Glencoe

Home > Other > Glencoe > Page 28
Glencoe Page 28

by John Prebble


  The Jacobites seized upon the Report and the Address with delight, determined to use it to injure both Throne and Government. Charles Leslie republished his Letter from a Gentleman in Scotland, in one pamphlet with a derisive and sometimes obscene examination of the Report.

  Gallienus Redivivus or MURDER WILL OUT, ETC., Being a True Account of the DE-WITTING of GLENCO

  By comparing William with the tyrant Gallienus, who ordered his soldiers to kill those who spoke against him, and by recalling the murder of the De Witt brothers in Holland twenty-three years before, Leslie's title promised the indictment of the King that appeared in the text, ‘Here is a precedent made, and that by Parliament, that the King may send his guards and cut any man's throat in the nation in cold blood…. What can you expect from him but to be Glencoed for your pains? He scorned to except the pitiful women, as Gallienus did. What need they be excepted? Why, he excepted nobody!’ Leslie laughed at Johnston's efforts to clear the King by the Inquiry, and he accused the Secretary of starting a hare by arranging Hamilton's escape.

  There is one noble stroke of Secretary Johnston's behind whereby he thinks he has wiped his master clean from all imputation of the massacre; and that is, he has persuaded Lieutenant-Colonel Hamilton to abscond for some time, and then to slip over to K.W. in Flanders, which he has done. This shows as if he were more guilty than the rest. He is made the scape goat, and all this sin laid upon his head. But if Hill gave his orders to Lieutenant-Colonel Hamilton, why was it more criminal in Hamilton to hand down his colonel's orders to the next subaltern?

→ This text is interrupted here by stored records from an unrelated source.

//! Directory-backed alert store.
//!
//! Layout: `<root>/<kind prefix>/<file identifier>.json`, one [`AlertRecord`]
//! per file. The file name is the record's identifier regardless of what
//! the body says.

use std::path::{Path, PathBuf};

use async_trait::async_trait;
use fieldalert_core::{AlertError, AlertKind, AlertRecord, Result, ScopePrefix};
use tracing::debug;

use crate::traits::AlertSource;

#[derive(Debug, Clone)]
pub struct DirectoryAlertSource {
    root: PathBuf,
}

impl DirectoryAlertSource {
    pub fn new(root: impl Into<PathBuf>) -> Self {
        Self { root: root.into() }
    }

    pub fn root(&self) -> &Path {
        &self.root
    }

    async fn read_record(path: &Path, name: &str) -> Result<AlertRecord> {
        let contents = tokio::fs::read_to_string(path)
            .await
            .map_err(|e| AlertError::malformed(name, format!("unreadable: {e}")))?;
        let mut record: AlertRecord =
            serde_json::from_str(&contents).map_err(|e| AlertError::malformed(name, e.to_string()))?;
        record.file_identifier = name.to_string();
        Ok(record)
    }
}

#[async_trait]
impl AlertSource for DirectoryAlertSource {
    async fn fetch(&self, kind: AlertKind, scope: &ScopePrefix) -> Result<Vec<AlertRecord>> {
        let dir = self.root.join(&scope.dir);
        let mut entries = match tokio::fs::read_dir(&dir).await {
            Ok(entries) => entries,
            Err(e) if e.kind() == std::io::ErrorKind::NotFound => {
                debug!(%kind, dir = %dir.display(), "alert directory missing");
                return Ok(Vec::new());
            }
            Err(e) => return Err(AlertError::fetch(kind, format!("{}: {e}", dir.display()))),
        };

        let mut matched = Vec::new();
        loop {
            let entry = match entries.next_entry().await {
                Ok(Some(entry)) => entry,
                Ok(None) => break,
                Err(e) => return Err(AlertError::fetch(kind, format!("{}: {e}", dir.display()))),
            };
            let Some(name) = entry.file_name().to_str().map(str::to_string) else {
                continue;
            };
            if name.starts_with(&scope.file_prefix) && name.ends_with(".json") {
                matched.push((entry.path(), name));
            }
        }
        matched.sort_by(|a, b| a.1.cmp(&b.1));

        let mut records = Vec::with_capacity(matched.len());
        for (path, name) in matched {
            match Self::read_record(&path, &name).await {
                Ok(record) => records.push(record),
                Err(e) => debug!(%kind, error = %e, "skipping record file"),
            }
        }
        Ok(records)
    }
}

#[cfg(test)]
mod tests {
    use super::*;
    use tempfile::TempDir;

    fn scope(prefix: &str) -> ScopePrefix {
        ScopePrefix {
            dir: "sosNoticeAlert".to_string(),
            file_prefix: prefix.to_string(),
        }
    }

    fn write(dir: &Path, name: &str, body: &str) {
        std::fs::create_dir_all(dir).unwrap();
        std::fs::write(dir.join(name), body).unwrap();
    }

    #[tokio::test]
    async fn test_missing_directory_is_empty() {
        let temp = TempDir::new().unwrap();
        let source = DirectoryAlertSource::new(temp.path());
        let records = source.fetch(AlertKind::Sos, &scope("100_")).await.unwrap();
        assert!(records.is_empty());
    }

    #[tokio::test]
    async fn test_filters_by_prefix_and_extension() {
        let temp = TempDir::new().unwrap();
        let dir = temp.path().join("sosNoticeAlert");
        let body = r#"{"occurrenceTime":"202401010900","startTime":"202401010855","operatorName":"Sato"}"#;
        write(&dir, "100_02_03_20240101_a.json", body);
        write(&dir, "100_02_04_20240101_b.json", body);
        write(&dir, "100_02_03_20240101_c.txt", body);
        write(&dir, "200_02_03_20240101_d.json", body);

        let source = DirectoryAlertSource::new(temp.path());
        let records = source.fetch(AlertKind::Sos, &scope("100_02_03_20240101")).await.unwrap();
        assert_eq!(records.len(), 1);
        assert_eq!(records[0].file_identifier, "100_02_03_20240101_a.json");
        assert_eq!(records[0].operator_name, "Sato");
        assert_eq!(records[0].start_time, "202401010855");

        let office = source.fetch(AlertKind::Sos, &scope("100_")).await.unwrap();
        assert_eq!(office.len(), 2);
    }

    #[tokio::test]
    async fn test_malformed_file_skipped() {
        let temp = TempDir::new().unwrap();
        let dir = temp.path().join("sosNoticeAlert");
        write(&dir, "100_a.json", "{not json");
        write(&dir, "100_b.json", r#"{"startTime":"202401010855"}"#);

        let source = DirectoryAlertSource::new(temp.path());
        let records = source.fetch(AlertKind::Sos, &scope("100_")).await.unwrap();
        assert_eq!(records.len(), 1);
        assert_eq!(records[0].file_identifier, "100_b.json");
    }
}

  Qui Glencoat, Glencoabitur! said Leslie hopefully. But the scurrilous pamphlets which the Jacobites published on the same subject at this time entertained society more than they damaged the King. Pringle asked Tweeddale to send one of them, it may have been Leslie's, to the camp in Flanders, and when it reached there it was contemptuously dismissed as ‘very inaccurate, the work of some silly agent or serving-man’.

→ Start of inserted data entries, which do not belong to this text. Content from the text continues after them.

//! # fieldalert-engine
//!
//! Dispatch engine for LongStop and SOS safety alerts.
//!
//! Two staggered [`Poller`]s fetch pending alerts from an [`AlertSource`],
//! drop what the operator already acknowledged and merge the rest into one
//! shared [`AlertQueue`] in which SOS always sorts ahead of LongStop. The
//! [`Dispatcher`] decides per queue head whether to re-alert, post a passive
//! notification or open a dialog; the [`DialogCoordinator`] owns the single
//! dialog slot and persists acknowledgements; the [`RepeatNotifier`] keeps
//! alerting while a dialog stays unanswered.
//!
//! All queue and dialog state lives on one main-context task driven by
//! [`AlertEngine`]. Hosts plug in their UI, hardware and storage through the
//! traits in [`traits`]; [`mock`] provides in-memory versions.

pub mod ack_store;
pub mod alerter;
pub mod coordinator;
pub mod dispatcher;
pub mod engine;
pub mod mock;
pub mod oplog;
pub mod poller;
pub mod queue;
pub mod repeat;
pub mod source;
pub mod traits;

pub use ack_store::FileAckStore;
pub use alerter::Alerter;
pub use coordinator::{Acknowledged, DialogCoordinator};
pub use dispatcher::{Decision, Dispatcher, UiState};
pub use engine::{AlertEngine, AlertEvent, Collaborators, Command, EngineBuilder, EngineSnapshot};
pub use oplog::{OperationEntry, OperationLogger};
pub use poller::{Poller, PollerHandle, Stagger};
pub use queue::{AlertQueue, MergeOutcome};
pub use repeat::RepeatNotifier;
pub use source::DirectoryAlertSource;
pub use traits::{
    Acknowledger, Actuator, AlertSource, Clock, DialogRequest, Presenter, SessionId, SystemClock,
    VibrationPattern,
};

  The King was out of patience with Tweeddale and Parliament, with the latter for sitting beyond its time, and with the former for giving it leave. He was irritated by the stir the Inquiry had caused, and he resented Parliament's advice on whom he should or should not punish. This concern over a handful of savage thieves, whose deaths nobody really grieved, seemed strangely irrelevant. The war was going badly, and the war was William's principal concern. He told Pringle to keep the Glencoe affair from him until he asked for the papers. This was not easy. Stair came to Flanders that August, bland and calm, and as smooth-tongued as ever. Breadalbane's son, Lord Glenorchy, came too, asking William to release his father from prison. The King would scarcely speak to Stair (who soon left for England again), but he listened to Glenorchy, not so much out of concern for Breadalbane, whose duplicity he understood better than most men, but because he considered Parliament's impeachment of Grey John an insufferable impertinence. He smiled on the Campbell, and pretended to believe that Breadalbane had agreed to the Private Articles in order to ingratiate himself with the Jacobites and thereby discover their plots.

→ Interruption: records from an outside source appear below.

impl MainContext {
    async fn run(mut self, mut rx: mpsc::UnboundedReceiver<Command>) {
        while let Some(command) = rx.recv().await {
            match command {
                Command::Merge { kind, items } => self.on_merge(kind, items),
                Command::DialogResult { session, result } => self.on_dialog_result(session, result).await,
                Command::Reminder { session } => self.on_reminder(session),
                Command::Foregrounded { kind } => self.on_foregrounded(kind),
                Command::Snapshot(reply) => {
                    let _ = reply.send(self.snapshot());
                }
                Command::Shutdown(reply) => {
                    self.teardown();
                    let _ = reply.send(());
                    return;
                }
            }
        }
        self.teardown();
    }

    fn emit(&self, event: AlertEvent) {
        let _ = self.events.send(event);
    }

    fn snapshot(&self) -> EngineSnapshot {
        EngineSnapshot {
            items: self.queue.iter().cloned().collect(),
            open_dialog: self.coordinator.open_item().cloned(),
            reminder_armed: self.repeat.is_armed(),
        }
    }

    fn on_merge(&mut self, kind: AlertKind, items: Vec<AlertItem>) {
        let items: Vec<AlertItem> = items
            .into_iter()
            .filter(|item| !self.coordinator.was_consumed(&item.key()))
            .collect();

        match self.queue.merge_kind(kind, items) {
            MergeOutcome::Unchanged { queued, fetched } => {
                debug!(%kind, queued, fetched, "no new alerts");
                if self.presenter.is_foreground() && !self.head_on_screen() {
                    debug!(%kind, "head not on screen, dispatching again");
                    self.dispatch();
                }
            }
            MergeOutcome::Replaced { previous, current } => {
                info!(%kind, previous, current, queued = self.queue.len(), "alerts merged");
                self.emit(AlertEvent::QueueChanged { len: self.queue.len() });
                self.dispatch();
            }
        }
    }

    fn dispatch(&mut self) {
        let head = self.queue.peek();
        let ui = UiState {
            foreground: self.presenter.is_foreground(),
            notification_active: head.is_some_and(|head| self.presenter.notification_active(head.kind)),
            open_dialog: self.coordinator.open_key(),
        };

        match self.dispatcher.decide(head, &ui) {
            Decision::Idle => {}
            Decision::Notify { kind, re_alert, post } => {
                if re_alert {
                    self.alerter.alert(kind);
                }
                if post {
                    self.presenter.show_passive_notification(kind);
                    log_alert_event!(kind, "notification_raised");
                    self.emit(AlertEvent::NotificationRaised { kind });
                }
            }
            Decision::KeepDialog { kind, re_alert } => {
                if re_alert {
                    self.alerter.alert(kind);
                }
            }
            Decision::OpenDialog { item, preempt } => {
                if preempt.is_some() {
                    self.preempt_dialog();
                }
                self.alerter.alert(item.kind);
                self.open_dialog(item);
            }
        }
    }

    fn open_dialog(&mut self, item: AlertItem) {
        let kind = item.kind;
        let file = item.file().to_string();
        let session = self.coordinator.show(item, self.tx.clone());
        self.repeat.disarm();
        self.repeat.arm(session, kind, self.tx.clone());

        log_alert_event!(kind, "dialog_shown", session, file = %file);
        self.emit(AlertEvent::DialogShown { kind, file });
    }

    fn preempt_dialog(&mut self) {
        self.repeat.disarm();
        if let Some(item) = self.coordinator.close() {
            log_alert_event!(item.kind, "dialog_preempted", file = %item.file());
            self.emit(AlertEvent::DialogPreempted {
                kind: item.kind,
                file: item.file().to_string(),
            });
        }
    }

    async fn on_dialog_result(&mut self, session: SessionId, result: Result<ButtonChoice>) {
        if !self.coordinator.is_current(session) {
            debug!(session, "late answer for a withdrawn dialog");
            return;
        }

        let choice = match result {
            Ok(choice) => choice,
            Err(e) => {
                warn!(session, error = %e, "dialog failed, item stays queued");
                self.repeat.disarm();
                self.coordinator.close();
                return;
            }
        };

        self.repeat.disarm();
        let Some(acked) = self.coordinator.acknowledge(session, choice, &mut self.queue) else {
            return;
        };
        let kind = acked.item.kind;
        let file = acked.item.file().to_string();

        let entry = OperationEntry::new(&self.operator.user_id, kind, choice, &file);
        if let Err(e) = self.oplog.record(&entry).await {
            warn!(%kind, file = %file, error = %e, "failed to record operation");
        }

        log_alert_event!(kind, "acknowledged", session, file = %file, button = entry.button.as_str());
        self.emit(AlertEvent::DialogClosed {
            kind,
            file,
            choice,
        });
        if let Some(navigation) = acked.navigation {
            self.emit(AlertEvent::OpenAdminTool(navigation));
        }

        self.drop_stale_heads();
        self.emit(AlertEvent::QueueChanged { len: self.queue.len() });
        self.dispatch();
    }

    fn drop_stale_heads(&mut self) {
        while let Some(head) = self.queue.peek() {
            if self.coordinator.is_fresh(head) {
                break;
            }
            if let Some(stale) = self.queue.poll() {
                debug!(kind = %stale.kind, file = %stale.file(), "dropping stale head");
            }
        }
    }

    fn on_reminder(&mut self, session: SessionId) {
        if self.coordinator.is_current(session) {
            if let Some(kind) = self.coordinator.open_item().map(|item| item.kind) {
                debug!(session, %kind, "reminder");
                self.alerter.alert(kind);
            }
        } else if self.repeat.armed_session() == Some(session) {
            self.repeat.disarm();
        }
    }

    /// Whether the queue head is the item in the dialog slot.
    ///
    /// An empty queue counts as on screen: there is nothing to show.
    fn head_on_screen(&self) -> bool {
        match self.queue.peek() {
            Some(head) => self.coordinator.open_key() == Some(head.key()),
            None => true,
        }
    }

    // Both pollers report the same return; the second finds the head on screen.
    fn on_foregrounded(&mut self, kind: AlertKind) {
        if self.head_on_screen() {
            return;
        }
        debug!(%kind, "foregrounded with pending alert");
        self.dispatch();
    }

    fn teardown(&mut self) {
        self.repeat.disarm();
        self.coordinator.close();
        self.queue.clear();
        debug!("main context torn down");
    }
}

  In October the Army went into winter quarters, and the King came back to London. Stair had resigned the Secretaryship and retired to the country, cannily aware that he could do himself little good by coming to Court like a supplicant pauper. He was a superb tactician still, and although he gained no ground he lost none by refusing to defend it. A man who will not answer charges against him can sometimes make a stronger declaration of innocence than one who protests. Stair also understood the King, and he knew that William would be impressed by this silent suggestion that his opinion and his favour were all that mattered to Stair. Glenorchy was still tugging at the Royal sleeve, however, and the King at last signed an order for Breadalbane's release. Grey John came out into the golden smoke of an Edin-burgh autumn, and left for Loch Tay as soon as he could.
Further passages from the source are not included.